### ASSIGNMENT
Of the entries that follow, how many lines hold the word "played"? Reply with the number only.

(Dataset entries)
//! Standings calculation.
//!
//! Standings are always a fold over the complete match log of a tournament;
//! there is no running total to keep in sync. The order is:
//!
//! 1. match points, descending
//! 2. tie-break (mean match points of the opponents faced), descending
//! 3. player id, ascending

use super::errors::{TournamentError, TournamentResult};
use super::models::{MatchId, MatchResult, PlayerId, RosterEntry, Standing};
use std::cmp::Ordering;
use std::collections::{BTreeMap, HashMap};

/// Total order used for ranking; `Ordering::Less` means `a` ranks higher
pub fn rank_order(a: &Standing, b: &Standing) -> Ordering {
    b.points
        .cmp(&a.points)
        .then_with(|| b.tie_break.total_cmp(&a.tie_break))
        .then_with(|| a.player_id.cmp(&b.player_id))
}

/// Group result rows by match, rejecting matches that are neither a bye nor a game
pub fn group_by_match(
    results: &[MatchResult],
) -> TournamentResult<BTreeMap<MatchId, Vec<MatchResult>>> {
    let mut matches: BTreeMap<MatchId, Vec<MatchResult>> = BTreeMap::new();
    for result in results {
        matches.entry(result.match_id).or_default().push(*result);
    }

    for (match_id, rows) in &matches {
        match rows.as_slice() {
            [_] => {}
            [a, b] if a.player_id != b.player_id => {}
            _ => {
                return Err(TournamentError::InvariantViolation(format!(
                    "match {match_id} has {} results",
                    rows.len()
                )));
            }
        }
    }

    Ok(matches)
}

/// Compute ordered standings for the active members of `roster`
///
/// Opponent points are taken from the whole log, so an opponent who has since
/// been deactivated still counts towards the tie-break.
pub fn compute_standings(
    roster: &[RosterEntry],
    results: &[MatchResult],
) -> TournamentResult<Vec<Standing>> {
    let matches = group_by_match(results)?;

    let mut points: HashMap<PlayerId, i32> = HashMap::new();
    for result in results {
        *points.entry(result.player_id).or_default() += result.points_awarded;
    }

    let mut played: HashMap<PlayerId, u32> = HashMap::new();
    let mut opponent_points: HashMap<PlayerId, Vec<i32>> = HashMap::new();
    for rows in matches.values() {
        for row in rows {
            *played.entry(row.player_id).or_default() += 1;
        }
        if let [a, b] = rows.as_slice() {
            let points_of = |id: PlayerId| points.get(&id).copied().unwrap_or(0);
            opponent_points
                .entry(a.player_id)
                .or_default()
                .push(points_of(b.player_id));
            opponent_points
                .entry(b.player_id)
                .or_default()
                .push(points_of(a.player_id));
        }
    }

    let mut standings: Vec<Standing> = roster
        .iter()
        .filter(|entry| entry.active)
        .map(|entry| {
            let tie_break = match opponent_points.get(&entry.player_id) {
                Some(faced) if !faced.is_empty() => {
                    faced.iter().map(|&p| f64::from(p)).sum::<f64>() / faced.len() as f64
                }
                _ => 0.0,
            };

            Standing {
                player_id: entry.player_id,
                name: entry.name.clone(),
                points: points.get(&entry.player_id).copied().unwrap_or(0),
                matches: played.get(&entry.player_id).copied().unwrap_or(0),
                tie_break,
            }
        })
        .collect();

    standings.sort_by(rank_order);
    Ok(standings)
}

#[cfg(test)]
mod tests {
    use super::*;
    use crate::tournament::models::MatchOutcome;

    fn roster(names: &[&str]) -> Vec<RosterEntry> {
        names
            .iter()
            .enumerate()
            .map(|(i, name)| RosterEntry {
                player_id: i as PlayerId + 1,
                name: (*name).to_string(),
                active: true,
                bye_awarded: false,
            })
            .collect()
    }

    fn log(outcomes: &[MatchOutcome]) -> Vec<MatchResult> {
        outcomes
            .iter()
            .enumerate()
            .flat_map(|(i, outcome)| {
                outcome
                    .scores()
                    .into_iter()
                    .map(move |(player_id, points_awarded)| MatchResult {
                        match_id: i as MatchId + 1,
                        player_id,
                        points_awarded,
                    })
            })
            .collect()
    }

    #[test]
    fn test_no_matches_everyone_zero() {
        let standings = compute_standings(&roster(&["Melpomene", "Randy"]), &[]).unwrap();
        assert_eq!(standings.len(), 2);
        for row in &standings {
            assert_eq!(row.points, 0);
            assert_eq!(row.matches, 0);
            assert_eq!(row.tie_break, 0.0);
        }
        // falls back to player id
        assert_eq!(standings[0].player_id, 1);
    }

    #[test]
    fn test_winners_rank_above_losers() {
        let results = log(&[
            MatchOutcome::Win {
                winner: 1,
                loser: 2,
            },
            MatchOutcome::Win {
                winner: 3,
                loser: 4,
            },
        ]);
        let standings =
            compute_standings(&roster(&["Bruno", "Boots", "Cathy", "Diane"]), &results).unwrap();

        let top: Vec<PlayerId> = standings[..2].iter().map(|s| s.player_id).collect();
        assert!(top.contains(&1) && top.contains(&3));
        assert!(standings.iter().all(|s| s.matches == 1));
        assert_eq!(standings[0].points, 3);
        assert_eq!(standings[3].points, 0);
    }

    #[test]
    fn test_tie_break_prefers_stronger_opponents() {
        // 1 beats 3, 2 beats 4, 1 beats 2: 3 and 4 are tied on zero points,
        // 3 lost to a 6-point player, 4 to a 3-point player.
        let mut outcomes = vec![
            MatchOutcome::Win {
                winner: 1,
                loser: 3,
            },
            MatchOutcome::Win {
                winner: 2,
                loser: 4,
            },
            MatchOutcome::Win {
                winner: 1,
                loser: 2,
            },
        ];
        let players = roster(&["Saber", "Lancer", "Assassin", "Rider"]);
        let standings = compute_standings(&players, &log(&outcomes)).unwrap();
        let rank = |id: PlayerId| standings.iter().position(|s| s.player_id == id).unwrap();
        assert!(rank(3) < rank(4));

        outcomes.push(MatchOutcome::Win {
            winner: 2,
            loser: 1,
        });
        outcomes.push(MatchOutcome::Win {
            winner: 2,
            loser: 1,
        });
        let standings = compute_standings(&players, &log(&outcomes)).unwrap();
        let rank = |id: PlayerId| standings.iter().position(|s| s.player_id == id).unwrap();
        assert!(rank(4) < rank(3));
    }

    #[test]
    fn test_bye_counts_as_match_but_not_tie_break() {
        let results = log(&[MatchOutcome::Bye { player: 1 }]);
        let standings = compute_standings(&roster(&["Ramza", "Agrias"]), &results).unwrap();
        assert_eq!(standings[0].player_id, 1);
        assert_eq!(standings[0].points, 3);
        assert_eq!(standings[0].matches, 1);
        assert_eq!(standings[0].tie_break, 0.0);
    }

    #[test]
    fn test_inactive_members_are_excluded_but_still_count_as_opponents() {
        let mut players = roster(&["Frodo", "Sam"]);
        players[1].active = false;
        let results = log(&[MatchOutcome::Win {
            winner: 2,
            loser: 1,
        }]);
        let standings = compute_standings(&players, &results).unwrap();
        assert_eq!(standings.len(), 1);
        assert_eq!(standings[0].player_id, 1);
        assert_eq!(standings[0].tie_break, 3.0);
    }

    #[test]
    fn test_match_with_three_results_is_rejected() {
        let results = vec![
            MatchResult {
                match_id: 1,
                player_id: 1,
                points_awarded: 3,
            },
            MatchResult {
                match_id: 1,
                player_id: 2,
                points_awarded: 0,
            },
            MatchResult {
                match_id: 1,
                player_id: 3,
                points_awarded: 0,
            },
        ];
        let err = compute_standings(&roster(&["a", "b", "c"]), &results).unwrap_err();
        assert!(matches!(err, TournamentError::InvariantViolation(_)));
    }
}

### PROBLEM SOLUTION
3